Little dopo aver callato il rilancio del suo avversario, vede piombare in quinta strada un 9 . Una carta che condanna l’americano, il quale non ha più possibilità di chiudere progetti. “La maggior parte dei giocatori, al mio posto, sarebbero usciti diretti in allin. Un errore madornale, considerando che il mio rivale non sembra molto intenzionato a mollare il colpo. Quindi siamo in una strada senza sfondo e abbiamo una sola soluzione. Fare check e vedere cosa fa oppo”. 

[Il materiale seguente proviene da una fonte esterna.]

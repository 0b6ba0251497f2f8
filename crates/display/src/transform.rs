//! Geometric transform stage
//!
//! Quarter turns are counter-clockwise. Flips follow the rotation, and mirror
//! mode adds one more horizontal flip at the very end.

use camera_capture::{Frame, PixelLayout};
use image::{imageops, RgbImage};

/// Apply rotation, flips and mirror to an RGB24 frame.
///
/// `rotation` is in degrees and is reduced to quarter turns; anything that is
/// not a multiple of 90 rounds down. Short buffers are padded with black
/// before transforming.
pub fn apply(frame: Frame, rotation: u32, hflip: bool, vflip: bool, mirror: bool) -> Frame {
    let quarter_turns = (rotation % 360) / 90;
    // hflip and mirror cancel out
    let horizontal = hflip ^ mirror;
    if quarter_turns == 0 && !horizontal && !vflip {
        return frame;
    }
    if frame.layout != PixelLayout::Rgb24 || !frame.is_well_formed() {
        return apply(frame.to_rgb(), rotation, hflip, vflip, mirror);
    }

    let Frame {
        data,
        width,
        height,
        timestamp_ns,
        sequence,
        ..
    } = frame;
    let Some(mut img) = RgbImage::from_raw(width, height, data) else {
        let mut frame = Frame::black(width, height);
        frame.timestamp_ns = timestamp_ns;
        frame.sequence = sequence;
        return frame;
    };

    img = match quarter_turns {
        1 => imageops::rotate270(&img),
        2 => {
            imageops::rotate180_in_place(&mut img);
            img
        }
        3 => imageops::rotate90(&img),
        _ => img,
    };
    if horizontal {
        imageops::flip_horizontal_in_place(&mut img);
    }
    if vflip {
        imageops::flip_vertical_in_place(&mut img);
    }

    let (width, height) = img.dimensions();
    Frame {
        data: img.into_raw(),
        width,
        height,
        layout: PixelLayout::Rgb24,
        timestamp_ns,
        sequence,
    }
}

/// Transform settings for the displayed camera
#[derive(Debug, Clone, Copy, PartialEq, Eq)]
pub struct TransformStage {
    pub rotation: u32,
    pub hflip: bool,
    pub vflip: bool,
    pub mirror: bool,
    /// Set once at startup when the sensor pipeline already transformed
    hardware_applied: bool,
}

impl TransformStage {
    pub fn new(rotation: u32, hflip: bool, vflip: bool, mirror: bool) -> Self {
        Self {
            rotation,
            hflip,
            vflip,
            mirror,
            hardware_applied: false,
        }
    }

    /// Skip the stage entirely
    pub fn with_hardware_applied(mut self, applied: bool) -> Self {
        self.hardware_applied = applied;
        self
    }

    pub fn is_bypassed(&self) -> bool {
        self.hardware_applied
    }

    pub fn apply(&self, frame: Frame) -> Frame {
        if self.hardware_applied {
            return frame;
        }
        apply(frame, self.rotation, self.hflip, self.vflip, self.mirror)
    }
}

Villain in questo caso pusha mettendo ai resti Little. “Fa quello che avrei fatto io al suo posto. Foldo sereno e con 11 big blind sono ancora convinto di farcela ad entrare a premi. Anche se ripeto: non è il mini-cash il mio obiettivo. Non è la bandierina. Ma la vittoria finale, la fetta più grande del malloppo. Non mi interessa collezionare titoli o medagliette. Voglio solo vincere  più soldi possibili“.

So che per molti può sembrare un controsenso, tra quello che dico e quello che ho fatto in questa mano, ma sono convinto che un river a me favorevole mi avrebbe consegnato un double up. Un modo perfetto per andare deep e puntare al successo“.

Per la cronaca, Little riuscirà ad andare a premio poche mani dopo. Rimasto in zona rossa con 6 big blind nel suo stack, vede utg schiantarsi in allin con 10-10 su A-A del grande buio. Un bel regalo da parte dei suoi “sprovveduti” rivali.